**WORK ORDER**
Below are the records; restate word for word the lines from the first through the one containing "const DARK_SCORE: f64 = 0.3;", and only those.

**RECORD EXTRACTS**
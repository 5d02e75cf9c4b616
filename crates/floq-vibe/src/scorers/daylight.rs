//! Daylight scorer.
//!
//! Polarity: daylight favors open/social and pushes away from down;
//! darkness favors chill/romantic.

use floq_core::config::EngineConfig;
use floq_core::types::Vibe;

use crate::inputs::EngineInputs;

use super::ScorerOutput;

const DAYLIGHT_SCORE: f64 = 0.7;
const DARK_SCORE: f64 = 0.3;

pub fn score_daylight(inputs: &EngineInputs, _config: &EngineConfig) -> ScorerOutput {
    if inputs.is_daylight {
        ScorerOutput::new(DAYLIGHT_SCORE)
            .with_nudge(Vibe::Open, 0.4)
            .with_nudge(Vibe::Social, 0.3)
            .with_nudge(Vibe::Down, -0.3)
    } else {
        ScorerOutput::new(DARK_SCORE)
            .with_nudge(Vibe::Chill, 0.4)
            .with_nudge(Vibe::Romantic, 0.3)
    }
}

#[cfg(test)]
mod tests {
    use super::*;

    #[test]
    fn test_polarity() {
        let config = EngineConfig::default();
        let day = score_daylight(&EngineInputs::default(), &config);
        let night = score_daylight(
            &EngineInputs {
                is_daylight: false,
                ..Default::default()
            },
            &config,
        );
        assert!(day.score > night.score);
        assert!(day.nudges.iter().any(|n| n.vibe == Vibe::Down && n.weight < 0.0));
        assert!(night.nudges.iter().all(|n| n.weight > 0.0));
    }
}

**SOLUTION**
repository 5d02e75cf9c4b616
filename crates/floq-vibe/src/scorers/daylight.rs
//! Daylight scorer.
//!
//! Polarity: daylight favors open/social and pushes away from down;
//! darkness favors chill/romantic.

use floq_core::config::EngineConfig;
use floq_core::types::Vibe;

use crate::inputs::EngineInputs;

use super::ScorerOutput;

const DAYLIGHT_SCORE: f64 = 0.7;
const DARK_SCORE: f64 = 0.3;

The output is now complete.